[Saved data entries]
========
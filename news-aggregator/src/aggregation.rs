use crate::types::{Article, SourceStats};
use std::collections::BTreeMap;

pub const DEFAULT_CATEGORY_LIMIT: usize = 50;

/// Counts contributed by this cycle's articles, keyed by source. The
/// publisher adds these to its running totals.
pub fn source_stats_delta(articles: &[Article]) -> BTreeMap<String, SourceStats> {
    let mut stats: BTreeMap<String, SourceStats> = BTreeMap::new();
    for article in articles {
        stats.entry(article.source.clone()).or_default().record(article);
    }
    stats
}

/// Fan every article out to each of its categories, newest first, at most
/// `limit` per bucket.
pub fn category_buckets(articles: &[Article], limit: usize) -> BTreeMap<String, Vec<Article>> {
    let mut buckets: BTreeMap<String, Vec<Article>> = BTreeMap::new();
    for article in articles {
        for category in &article.categories {
            buckets.entry(category.clone()).or_default().push(article.clone());
        }
    }
    for bucket in buckets.values_mut() {
        bucket.sort_by(|a, b| b.published_at.cmp(&a.published_at));
        bucket.truncate(limit);
    }
    buckets
}
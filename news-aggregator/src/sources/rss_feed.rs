use crate::fetcher::Fetcher;
use crate::parser::FeedParser;
use crate::sources::FeedSource;
use crate::traits::PullFeed;
use crate::types::{FetchConfig, RawEntry, Result};
use async_trait::async_trait;
use tracing::{debug, info};

/// Pulls a syndication feed over HTTP and parses it into raw entries.
pub struct RssPuller {
    fetcher: Fetcher,
    parser: FeedParser,
}

impl RssPuller {
    pub fn new(fetch_config: FetchConfig, max_entries: usize) -> Result<Self> {
        Ok(Self {
            fetcher: Fetcher::new(fetch_config)?,
            parser: FeedParser::new(max_entries),
        })
    }

    pub fn from_parts(fetcher: Fetcher, parser: FeedParser) -> Self {
        Self { fetcher, parser }
    }
}

#[async_trait]
impl PullFeed for RssPuller {
    async fn pull(&self, source: &FeedSource) -> Result<Vec<RawEntry>> {
        debug!("Pulling {} from {}", source.name, source.url);
        let body = self.fetcher.fetch_feed(source).await?;
        let entries = self.parser.parse(&source.name, &body)?;
        info!("Pulled {} entries from {}", entries.len(), source.name);
        Ok(entries)
    }
}
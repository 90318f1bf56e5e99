use once_cell::sync::Lazy;
use std::env;
use std::path::{Path, PathBuf};
use std::time::Duration;

/// Database file path
/// Read from DATABASE_PATH environment variable
/// Default: shop.db
pub static DATABASE_PATH: Lazy<String> =
    Lazy::new(|| env::var("DATABASE_PATH").unwrap_or_else(|_| "shop.db".to_string()));

/// Directory holding timestamped copies of the database file
/// Read from BACKUP_DIR environment variable
/// Default: db_backups
pub static BACKUP_DIR: Lazy<String> = Lazy::new(|| env::var("BACKUP_DIR").unwrap_or_else(|_| "db_backups".to_string()));

/// JSON snapshot of the whole catalog, rewritten on every backup cycle
/// Read from SNAPSHOT_PATH environment variable
/// Default: products_backup.json
pub static SNAPSHOT_PATH: Lazy<String> =
    Lazy::new(|| env::var("SNAPSHOT_PATH").unwrap_or_else(|_| "products_backup.json".to_string()));

/// Number of database archives to keep
/// Read from BACKUP_RETENTION environment variable
/// Default: 10, minimum 1
pub static BACKUP_RETENTION: Lazy<usize> = Lazy::new(|| {
    env::var("BACKUP_RETENTION")
        .ok()
        .and_then(|v| v.trim().parse::<usize>().ok())
        .map_or(backup::DEFAULT_RETENTION, |n| n.max(1))
});

/// Log file path
/// Read from LOG_FILE_PATH environment variable
/// Default: shop.log
pub static LOG_FILE_PATH: Lazy<String> =
    Lazy::new(|| env::var("LOG_FILE_PATH").unwrap_or_else(|_| "shop.log".to_string()));

/// Database pool configuration
pub mod db {
    use super::Duration;

    /// Maximum number of pooled SQLite connections
    pub const POOL_MAX_SIZE: u32 = 10;

    /// How long a writer waits for another writer's lock (in seconds)
    pub const BUSY_TIMEOUT_SECS: u64 = 30;

    pub fn busy_timeout() -> Duration {
        Duration::from_secs(BUSY_TIMEOUT_SECS)
    }
}

/// Backup configuration
pub mod backup {
    /// Archives kept when BACKUP_RETENTION is not set
    pub const DEFAULT_RETENTION: usize = 10;

    /// Timestamp embedded in archive file names. Sorts lexicographically in time order.
    pub const ARCHIVE_TIMESTAMP_FORMAT: &str = "%Y%m%d_%H%M%S_%6f";

    /// Second-resolution format used by archives from older deployments
    pub const LEGACY_TIMESTAMP_FORMAT: &str = "%Y%m%d_%H%M%S";
}

/// Where the catalog keeps its primary store and derived artifacts
///
/// Passed explicitly into `Catalog::open` so that tests and multiple front-ends
/// never share hidden global state.
#[derive(Debug, Clone, PartialEq, Eq)]
pub struct CatalogConfig {
    pub db_path: PathBuf,
    pub backup_dir: PathBuf,
    pub snapshot_path: PathBuf,
    pub retention: usize,
}

impl CatalogConfig {
    /// Builds the configuration from environment variables (see the statics above)
    pub fn from_env() -> Self {
        Self {
            db_path: PathBuf::from(DATABASE_PATH.as_str()),
            backup_dir: PathBuf::from(BACKUP_DIR.as_str()),
            snapshot_path: PathBuf::from(SNAPSHOT_PATH.as_str()),
            retention: *BACKUP_RETENTION,
        }
    }

    /// Places the database, snapshot and archive directory under `dir`
    /// using the default file names.
    pub fn in_dir(dir: &Path) -> Self {
        Self {
            db_path: dir.join("shop.db"),
            backup_dir: dir.join("db_backups"),
            snapshot_path: dir.join("products_backup.json"),
            retention: backup::DEFAULT_RETENTION,
        }
    }

    pub fn with_retention(mut self, retention: usize) -> Self {
        self.retention = retention.max(1);
        self
    }
}
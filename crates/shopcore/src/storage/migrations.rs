use rusqlite::Connection;
use std::sync::{Mutex, OnceLock};

use crate::core::config;
use crate::core::error::CatalogResult;

mod embedded {
    use refinery::embed_migrations;

    embed_migrations!("./migrations");
}

static MIGRATION_LOCK: OnceLock<Mutex<()>> = OnceLock::new();

/// Creates or upgrades the products schema. Idempotent; safe on every start.
pub fn run_migrations(conn: &mut Connection) -> CatalogResult<()> {
    // Serialize migrations per-process; other processes wait on the SQLite busy timeout.
    let mutex = MIGRATION_LOCK.get_or_init(|| Mutex::new(()));
    // Migrations are idempotent, so a lock poisoned by a panicking thread is still usable
    let _guard = match mutex.lock() {
        Ok(guard) => guard,
        Err(poisoned) => {
            log::warn!("Migration lock was poisoned, recovering...");
            poisoned.into_inner()
        }
    };

    conn.busy_timeout(config::db::busy_timeout())?;

    let report = embedded::migrations::runner().run(conn)?;
    for migration in report.applied_migrations() {
        log::info!("Applied migration {}", migration);
    }
    Ok(())
}
use r2d2::{Pool, PooledConnection};
use r2d2_sqlite::SqliteConnectionManager;
use std::path::Path;

use crate::core::config;
use crate::core::error::CatalogResult;
use crate::storage::migrations::run_migrations;

pub type DbPool = Pool<SqliteConnectionManager>;
pub type DbConnection = PooledConnection<SqliteConnectionManager>;

/// Create a new database connection pool
///
/// Initializes a connection pool with up to `POOL_MAX_SIZE` connections, sets the
/// SQLite busy timeout on every connection and runs schema migrations.
///
/// # Arguments
///
/// * `database_path` - Path to SQLite database file
///
/// # Example
///
/// ```no_run
/// use shopcore::storage::db;
///
/// let pool = db::create_pool(std::path::Path::new("shop.db"))?;
/// # Ok::<(), shopcore::CatalogError>(())
/// ```
pub fn create_pool(database_path: &Path) -> CatalogResult<DbPool> {
    if let Some(parent) = database_path.parent() {
        if !parent.as_os_str().is_empty() {
            fs_err::create_dir_all(parent)?;
        }
    }

    let manager = SqliteConnectionManager::file(database_path)
        .with_init(|conn| conn.busy_timeout(config::db::busy_timeout()));
    let pool = Pool::builder().max_size(config::db::POOL_MAX_SIZE).build(manager)?;

    // Ensure schema is up to date on first connection
    let mut conn = pool.get()?;
    run_migrations(&mut conn)?;

    Ok(pool)
}

/// Get a connection from the pool
///
/// The connection is returned to the pool when dropped.
pub fn get_connection(pool: &DbPool) -> CatalogResult<DbConnection> {
    Ok(pool.get()?)
}

#[cfg(test)]
#[allow(clippy::unwrap_used)]
mod tests {
    use super::*;
    use tempfile::TempDir;

    #[test]
    fn test_create_pool_creates_parent_dirs_and_schema() {
        let dir = TempDir::new().unwrap();
        let path = dir.path().join("nested").join("shop.db");

        let pool = create_pool(&path).unwrap();
        assert!(path.exists());

        let conn = get_connection(&pool).unwrap();
        let count: i64 = conn
            .query_row("SELECT COUNT(*) FROM products", [], |row| row.get(0))
            .unwrap();
        assert_eq!(count, 0);
    }

    #[test]
    fn test_create_pool_fails_on_garbage_file() {
        let dir = TempDir::new().unwrap();
        let path = dir.path().join("shop.db");
        std::fs::write(&path, b"this is definitely not an sqlite database, just some bytes").unwrap();

        let err = create_pool(&path).unwrap_err();
        assert!(err.is_storage(), "unexpected error: {err}");
    }
}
========
[What the task requires]
If a line falls between the first line of the entries and the line containing "first, at most", or is one of those two, restate it word for word; leave all other lines out.

[Reply to the exercise]
filename news-aggregator/src/aggregation.rs
use crate::types::{Article, SourceStats};
use std::collections::BTreeMap;

pub const DEFAULT_CATEGORY_LIMIT: usize = 50;

/// Counts contributed by this cycle's articles, keyed by source. The
/// publisher adds these to its running totals.
pub fn source_stats_delta(articles: &[Article]) -> BTreeMap<String, SourceStats> {
    let mut stats: BTreeMap<String, SourceStats> = BTreeMap::new();
    for article in articles {
        stats.entry(article.source.clone()).or_default().record(article);
    }
    stats
}

/// Fan every article out to each of its categories, newest first, at most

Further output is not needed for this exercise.